وَإِلَٰهُكُمۡ إِلَٰهٞ وَٰحِدٞۖ لَّآ إِلَٰهَ إِلَّا هُوَ ٱلرَّحۡمَٰنُ ٱلرَّحِيمُ
Uw God is een eenige God; er is geen God buiten hem, de albarmhartige.
إِنَّ فِي خَلۡقِ ٱلسَّمَٰوَٰتِ وَٱلۡأَرۡضِ وَٱخۡتِلَٰفِ ٱلَّيۡلِ وَٱلنَّهَارِ وَٱلۡفُلۡكِ ٱلَّتِي تَجۡرِي فِي ٱلۡبَحۡرِ بِمَا يَنفَعُ ٱلنَّاسَ وَمَآ أَنزَلَ ٱللَّهُ مِنَ ٱلسَّمَآءِ مِن مَّآءٖ فَأَحۡيَا بِهِ ٱلۡأَرۡضَ بَعۡدَ مَوۡتِهَا وَبَثَّ فِيهَا مِن كُلِّ دَآبَّةٖ وَتَصۡرِيفِ ٱلرِّيَٰحِ وَٱلسَّحَابِ ٱلۡمُسَخَّرِ بَيۡنَ ٱلسَّمَآءِ وَٱلۡأَرۡضِ لَأٓيَٰتٖ لِّقَوۡمٖ يَعۡقِلُونَ
In de schepping van hemel en aarde, en de wisseling van nacht en dag; in het schip dat op de zee zeilt, met hetgeen nuttig voor de menschen is, en in het water dat God van den hemel doet stroomen, om de in den nood verkeerende aarde te doen herleven, waarop hij de verschillende diersoorten verspreidt; in de verandering der winden, en de beweging der wolken, tot het verrichten van den dienst tusschen hemel en aarde bestemd, zijn wonderen voor nadenkende menschen gelegen.

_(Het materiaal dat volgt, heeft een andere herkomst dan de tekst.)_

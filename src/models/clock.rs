use crate::models::types::Side;
use serde::Serialize;
use std::time::Instant;

/// Clock for one game. Remaining time is always derived on demand from the
/// stored budgets and the reference instant; ticks never accumulate into it,
/// so reading the clock at any frequency introduces no drift.
#[derive(Debug, Clone)]
pub struct ClockState {
    remaining_white_ms: u64,
    remaining_black_ms: u64,
    /// Side whose clock is running. `None` before the first move and after
    /// the game ends.
    active: Option<Side>,
    /// Instant the stored budgets were last settled.
    reference: Instant,
    started: bool,
}

/// Point-in-time view of both clocks, as sent to clients.
#[derive(Serialize, Debug, Clone, Copy, PartialEq, Eq)]
pub struct ClockSnapshot {
    pub white_ms: u64,
    pub black_ms: u64,
    pub active: Option<Side>,
}

impl ClockState {
    pub fn new(initial_ms: u64, now: Instant) -> ClockState {
        ClockState {
            remaining_white_ms: initial_ms,
            remaining_black_ms: initial_ms,
            active: None,
            reference: now,
            started: false,
        }
    }

    pub fn active(&self) -> Option<Side> {
        self.active
    }

    pub fn is_running(&self) -> bool {
        self.started && self.active.is_some()
    }

    /// Derived remaining time for both sides at `now`. Only the active
    /// side's budget shrinks with elapsed wall time.
    pub fn current_remaining(&self, now: Instant) -> (u64, u64) {
        let active = match self.active {
            Some(active) if self.started => active,
            _ => return (self.remaining_white_ms, self.remaining_black_ms),
        };
        let elapsed_ms = now.saturating_duration_since(self.reference).as_millis() as u64;
        match active {
            Side::White => (
                self.remaining_white_ms.saturating_sub(elapsed_ms),
                self.remaining_black_ms,
            ),
            Side::Black => (
                self.remaining_white_ms,
                self.remaining_black_ms.saturating_sub(elapsed_ms),
            ),
        }
    }

    pub fn snapshot(&self, now: Instant) -> ClockSnapshot {
        let (white_ms, black_ms) = self.current_remaining(now);
        ClockSnapshot {
            white_ms,
            black_ms,
            active: self.active,
        }
    }

    /// The first move of a game costs its mover nothing. It starts the
    /// opponent's clock; the mover's budget is left untouched.
    pub fn on_first_move(&mut self, mover: Side, now: Instant) {
        self.started = true;
        self.active = Some(mover.opponent());
        self.reference = now;
    }

    /// Settle the mover's budget (charge thinking time, credit the
    /// increment) and hand the running clock to the opponent.
    pub fn on_subsequent_move(&mut self, mover: Side, now: Instant, increment_ms: u64) {
        let elapsed_ms = now.saturating_duration_since(self.reference).as_millis() as u64;
        let budget = match mover {
            Side::White => &mut self.remaining_white_ms,
            Side::Black => &mut self.remaining_black_ms,
        };
        *budget = budget.saturating_sub(elapsed_ms) + increment_ms;
        self.active = Some(mover.opponent());
        self.reference = now;
    }

    /// Freeze both budgets at their derived values and stop the clock.
    pub fn stop(&mut self, now: Instant) {
        let (white_ms, black_ms) = self.current_remaining(now);
        self.remaining_white_ms = white_ms;
        self.remaining_black_ms = black_ms;
        self.active = None;
        self.reference = now;
    }

    /// Which side, if any, has run out of time as of `now`.
    pub fn flagged(&self, now: Instant) -> Option<Side> {
        let active = self.active?;
        if !self.started {
            return None;
        }
        let (white_ms, black_ms) = self.current_remaining(now);
        let remaining = match active {
            Side::White => white_ms,
            Side::Black => black_ms,
        };
        if remaining == 0 {
            Some(active)
        } else {
            None
        }
    }
}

وَمِنَ ٱلنَّاسِ مَن يَتَّخِذُ مِن دُونِ ٱللَّهِ أَندَادٗا يُحِبُّونَهُمۡ كَحُبِّ ٱللَّهِۖ وَٱلَّذِينَ ءَامَنُوٓاْ أَشَدُّ حُبّٗا لِّلَّهِۗ وَلَوۡ يَرَى ٱلَّذِينَ ظَلَمُوٓاْ إِذۡ يَرَوۡنَ ٱلۡعَذَابَ أَنَّ ٱلۡقُوَّةَ لِلَّهِ جَمِيعٗا وَأَنَّ ٱللَّهَ شَدِيدُ ٱلۡعَذَابِ
Toch zijn er nog menschen, die afgoden naast God plaatsen, en deze beminnen, zooals men slechts God moet beminnen; maar zij die gelooven, beminnen God nog inniger. O mochten de ongeloovigen, wanneer de straf hen bereikt, het inzien, dat God alleen alle macht is, en dat Hij streng in zijne straffen is.